Dale Tallon and His Crusade Against Humanity

Ever one to rock the boat of conventionality, Florida Panthers general manager Dale Tallon has taken a stand against the ineptitude of referees everywhere.

Why would he dare crusade against such a beloved part of the game, a facet that all at once brings people together and pits them at each other’s throats, you may ask. Well, the answer is that Mr. Tallon is evil. There is no other way to explain it. He steals candy from babies, walkers from old people trying to cross the street, and year after year tries to steal Christmas, although that last one may be the Grinch.

If you’re unfamiliar with Tallon’s work, he’s the general manager that threw caution and fiscal responsibility to the wind in engineering the Stanley Cup-champion Chicago Blackhawks. And, now, left steaming from a non-call from last week that helped result in a loss to the Toronto Maple Leafs, he’ll be campaigning next week when the league’s gms meet in Toronto for the chance to do away with what most hockey fans hold near and dear to their hearts: the make-up call.

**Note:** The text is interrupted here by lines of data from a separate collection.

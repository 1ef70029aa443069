use serde::{Deserialize, Serialize};
use std::collections::HashMap;
use std::fmt;
use std::fs;
use std::path::Path;
use std::str::FromStr;
use std::time::Duration;
use url::Url;

pub const USERNAME_VAR: &str = "DOTMATICS_USERNAME";
pub const PASSWORD_VAR: &str = "DOTMATICS_PASSWORD";

const DEFAULT_TIMEOUT: Duration = Duration::from_secs(30);

#[derive(thiserror::Error, Debug)]
pub enum ConfigError {
    #[error("could not load config from file: {0}")]
    LoadError(#[from] std::io::Error),
    #[error("could not parse config: {0}")]
    ParseError(#[from] serde_yaml::Error),
    #[error("malformed config line {line}: expected key=value")]
    MalformedLine { line: usize },
    #[error("missing config key: {0}")]
    MissingKey(String),
    #[error("config value for {0} is empty")]
    EmptyValue(String),
    #[error("config has no section for environment {0}")]
    MissingEnvironment(Environment),
    #[error("invalid server url {url}: {reason}")]
    InvalidServerUrl { url: String, reason: String },
    #[error("invalid timeout {0}: expected a whole number of seconds")]
    InvalidTimeout(String),
    #[error("unknown environment {0}, expected prod or test")]
    UnknownEnvironment(String),
    #[error("environment variable {0} is not set")]
    MissingCredential(&'static str),
}

/// Deployment target selecting the server and data source ids.
#[derive(Clone, Copy, Debug, Deserialize, Serialize, PartialEq, Eq, Hash)]
#[serde(rename_all = "lowercase")]
pub enum Environment {
    Prod,
    Test,
}

impl Environment {
    pub fn as_str(&self) -> &'static str {
        match self {
            Environment::Prod => "prod",
            Environment::Test => "test",
        }
    }
}

impl fmt::Display for Environment {
    fn fmt(&self, f: &mut fmt::Formatter<'_>) -> fmt::Result {
        f.write_str(self.as_str())
    }
}

impl FromStr for Environment {
    type Err = ConfigError;

    fn from_str(s: &str) -> Result<Self, Self::Err> {
        match s.trim().to_ascii_lowercase().as_str() {
            "prod" => Ok(Environment::Prod),
            "test" => Ok(Environment::Test),
            _ => Err(ConfigError::UnknownEnvironment(s.to_string())),
        }
    }
}

/// Username and password for HTTP basic auth.
///
/// The password is never printed, `Debug` redacts it.
#[derive(Clone, PartialEq, Eq)]
pub struct Credentials {
    username: String,
    password: String,
}

impl Credentials {
    pub fn new(username: impl Into<String>, password: impl Into<String>) -> Self {
        Credentials {
            username: username.into(),
            password: password.into(),
        }
    }

    /// Reads `DOTMATICS_USERNAME` and `DOTMATICS_PASSWORD` from the process environment.
    pub fn from_env() -> Result<Self, ConfigError> {
        Self::from_lookup(|var| std::env::var(var).ok())
    }

    pub fn from_lookup<F>(lookup: F) -> Result<Self, ConfigError>
    where
        F: Fn(&str) -> Option<String>,
    {
        let username = lookup(USERNAME_VAR).ok_or(ConfigError::MissingCredential(USERNAME_VAR))?;
        let password = lookup(PASSWORD_VAR).ok_or(ConfigError::MissingCredential(PASSWORD_VAR))?;
        Ok(Credentials::new(username, password))
    }

    pub fn username(&self) -> &str {
        &self.username
    }

    pub(crate) fn password(&self) -> &str {
        &self.password
    }
}

impl fmt::Debug for Credentials {
    fn fmt(&self, f: &mut fmt::Formatter<'_>) -> fmt::Result {
        f.debug_struct("Credentials")
            .field("username", &self.username)
            .field("password", &"<redacted>")
            .finish()
    }
}

/// Internal ids of the data sources that make up a HashSeq experiment.
#[derive(Clone, Debug, PartialEq, Eq)]
pub struct DataSourceIds {
    pub studies_summary_hashseq: String,
    pub clt_hash_bio_tech: String,
    pub test_sample: String,
    pub clt_pool: String,
    pub clt_assay_hashseq: String,
}

impl DataSourceIds {
    /// All ids, in the order they are requested from the server.
    pub fn all(&self) -> [&str; 5] {
        [
            &self.studies_summary_hashseq,
            &self.clt_hash_bio_tech,
            &self.test_sample,
            &self.clt_pool,
            &self.clt_assay_hashseq,
        ]
    }
}

/// Fully resolved settings for one environment. Immutable once built.
#[derive(Clone, Debug, PartialEq)]
pub struct ClientConfig {
    pub environment: Environment,
    pub project_id: String,
    pub server_url: Url,
    pub data_sources: DataSourceIds,
    pub timeout: Duration,
}

impl ClientConfig {
    pub fn load(path: &Path, environment: Environment) -> Result<Self, ConfigError> {
        ConfigFile::from_file(path)?.resolve(environment)
    }
}

/// Config values may be written as bare numbers in YAML.
#[derive(Clone, Debug, Deserialize, PartialEq)]
#[serde(untagged)]
enum Scalar {
    Text(String),
    Number(u64),
}

impl Scalar {
    fn into_string(self) -> String {
        match self {
            Scalar::Text(s) => s,
            Scalar::Number(n) => n.to_string(),
        }
    }
}

#[derive(Clone, Debug, Default, Deserialize, PartialEq)]
#[serde(rename_all = "camelCase", default)]
struct Section {
    server: Option<Scalar>,
    studies_summary_hash_seq: Option<Scalar>,
    clt_hash_bio_tech: Option<Scalar>,
    test_sample: Option<Scalar>,
    clt_pool: Option<Scalar>,
    clt_assay_hash_seq: Option<Scalar>,
}

// Field names as used by the flat format, after the `{env}_` prefix.
const FLAT_DATA_SOURCE_KEYS: [&str; 5] = [
    "StudiesSummaryHashSeq",
    "CltHashBioTech",
    "TestSample",
    "CltPool",
    "CltAssayHashSeq",
];

impl Section {
    fn from_flat(entries: &HashMap<String, String>, env: Environment) -> Option<Self> {
        let get = |key: String| entries.get(&key).cloned().map(Scalar::Text);
        let [summary, bio_tech, test_sample, pool, assay] =
            FLAT_DATA_SOURCE_KEYS.map(|k| get(format!("{env}_{k}")));

        let section = Section {
            server: get(format!("{env}Server")),
            studies_summary_hash_seq: summary,
            clt_hash_bio_tech: bio_tech,
            test_sample,
            clt_pool: pool,
            clt_assay_hash_seq: assay,
        };

        (section != Section::default()).then_some(section)
    }
}

/// The config document as read from disk, before an environment is selected.
#[derive(Clone, Debug, Default, Deserialize, PartialEq)]
#[serde(default)]
pub struct ConfigFile {
    #[serde(rename = "projectID")]
    project_id: Option<Scalar>,
    #[serde(rename = "timeoutSecs")]
    timeout_secs: Option<Scalar>,
    prod: Option<Section>,
    test: Option<Section>,
}

impl ConfigFile {
    /// Loads `.yaml`/`.yml` files as nested YAML and anything else as flat `key=value` lines.
    pub fn from_file(path: &Path) -> Result<Self, ConfigError> {
        let contents = fs::read_to_string(path)?;

        match path.extension().and_then(|e| e.to_str()) {
            Some("yaml") | Some("yml") => Self::from_yaml_str(&contents),
            _ => Self::from_flat_str(&contents),
        }
    }

    pub fn from_yaml_str(s: &str) -> Result<Self, ConfigError> {
        Ok(serde_yaml::from_str(s)?)
    }

    pub fn from_flat_str(s: &str) -> Result<Self, ConfigError> {
        let mut entries = HashMap::new();

        for (idx, raw) in s.lines().enumerate() {
            let line = raw.trim();
            if line.is_empty() || line.starts_with('#') {
                continue;
            }
            let (key, value) = line
                .split_once('=')
                .ok_or(ConfigError::MalformedLine { line: idx + 1 })?;
            entries.insert(key.trim().to_string(), value.trim().to_string());
        }

        Ok(ConfigFile {
            project_id: entries.get("projectID").cloned().map(Scalar::Text),
            timeout_secs: entries.get("timeoutSecs").cloned().map(Scalar::Text),
            prod: Section::from_flat(&entries, Environment::Prod),
            test: Section::from_flat(&entries, Environment::Test),
        })
    }

    /// Selects the section for `environment` and validates every value in it.
    pub fn resolve(&self, environment: Environment) -> Result<ClientConfig, ConfigError> {
        let section = match environment {
            Environment::Prod => self.prod.as_ref(),
            Environment::Test => self.test.as_ref(),
        }
        .ok_or(ConfigError::MissingEnvironment(environment))?;

        let key = |name: &str| format!("{environment}.{name}");

        let project_id = required(&self.project_id, "projectID".to_string())?;
        let server = required(&section.server, key("server"))?;
        let server_url = parse_server_url(&server)?;

        let data_sources = DataSourceIds {
            studies_summary_hashseq: required(
                &section.studies_summary_hash_seq,
                key("studiesSummaryHashSeq"),
            )?,
            clt_hash_bio_tech: required(&section.clt_hash_bio_tech, key("cltHashBioTech"))?,
            test_sample: required(&section.test_sample, key("testSample"))?,
            clt_pool: required(&section.clt_pool, key("cltPool"))?,
            clt_assay_hashseq: required(&section.clt_assay_hash_seq, key("cltAssayHashSeq"))?,
        };

        let timeout = match &self.timeout_secs {
            None => DEFAULT_TIMEOUT,
            Some(Scalar::Number(secs)) => Duration::from_secs(*secs),
            Some(Scalar::Text(s)) => s
                .parse::<u64>()
                .map(Duration::from_secs)
                .map_err(|_| ConfigError::InvalidTimeout(s.clone()))?,
        };
        if timeout.is_zero() {
            return Err(ConfigError::InvalidTimeout("0".to_string()));
        }

        Ok(ClientConfig {
            environment,
            project_id,
            server_url,
            data_sources,
            timeout,
        })
    }
}

fn required(value: &Option<Scalar>, key: String) -> Result<String, ConfigError> {
    let value = value
        .clone()
        .ok_or_else(|| ConfigError::MissingKey(key.clone()))?
        .into_string();

    let trimmed = value.trim();
    if trimmed.is_empty() {
        return Err(ConfigError::EmptyValue(key));
    }
    Ok(trimmed.to_string())
}

fn parse_server_url(server: &str) -> Result<Url, ConfigError> {
    let url = Url::parse(server).map_err(|e| ConfigError::InvalidServerUrl {
        url: server.to_string(),
        reason: e.to_string(),
    })?;

    if url.cannot_be_a_base() || !matches!(url.scheme(), "http" | "https") {
        return Err(ConfigError::InvalidServerUrl {
            url: server.to_string(),
            reason: "expected an http(s) base url".to_string(),
        });
    }
    Ok(url)
}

Now, the make-up call, or, as it is known to most casual fans not in the know, the “what the heck kind of call was that” call, takes many forms. It can occur as a result of a high stick, after which there is blood all over the ice, with the officials somehow missing the infraction only to see how badly they screwed up later on the replay. It can occur following an actual penalty, which the referee realized too late unjustifiably handicapped the team in question all thanks to him. It can even happen when the score is getting out of the hand and the referee feels bad for the team being routed to the point of trying to throw them a bone. While referees will never admit to having made one, make no mistake; they do exist and are quite common, sometimes taking place two-to-three times each game... except in post-season overtimes when a referee would rather see a player decapitated than risk being the deciding factor of a game.

In specific regard to Tallon’s issue, he would have each head coach be given the ability to challenge a goal if they feel it was allowed against the rules. Some other criteria in Tallon’s proposal to the NHL’s defacto disciplinarian Colin Campbell: It only pertaining to goal-related calls, coaches still possessing a time-out to use up, and the loss of the time-out if the challenge is unsuccessful.
"Winning a Stanley Cup doesn't make you an expert, Tallon... Oh, wait. My bad."
All this ruckus after the league actually did the Panthers a favour and helped the Leafs to win the game. I mean, did Tallon stop for one second and consider what would have happened if the Panthers had won that game instead? Florida would have been one step further away from earning a lottery pick, all the while giving the Leafs an edge in that race (sorry... the Boston Bruins; my bad). And fan expectations would have been heightened, not to mention all the pressure the Panthers would have certainly put on themselves in subsequent games after successfully beating the lowly Leafs. It never ends.

So, sorry Mr. Tallon, but this so-called idea of yours doesn’t belong in the NHL or any professional sport, for that matter. Forget that it’s currently a success in the NFL, it’s a little too risqué for our tastes, putting the fate of the game in the hands of actual video evidence. Is that what you want, Mr. Tallon? To further empower technology? I suppose the next thing on your wish-list is robotic players, and then a robotic revolution à la Battlestar Galactica. Well, I, for one, do not want the extinction of the human race to take place in my lifetime or at all, for that matter. Clearly you feel differently.

Some things belong in the game: make-up calls after a dirty goal is scored, human error, blind-side hits to unsuspecting heads, etc., etc. Change is bad, Mr. Tallon, and I will thank you to fall in line from here on out.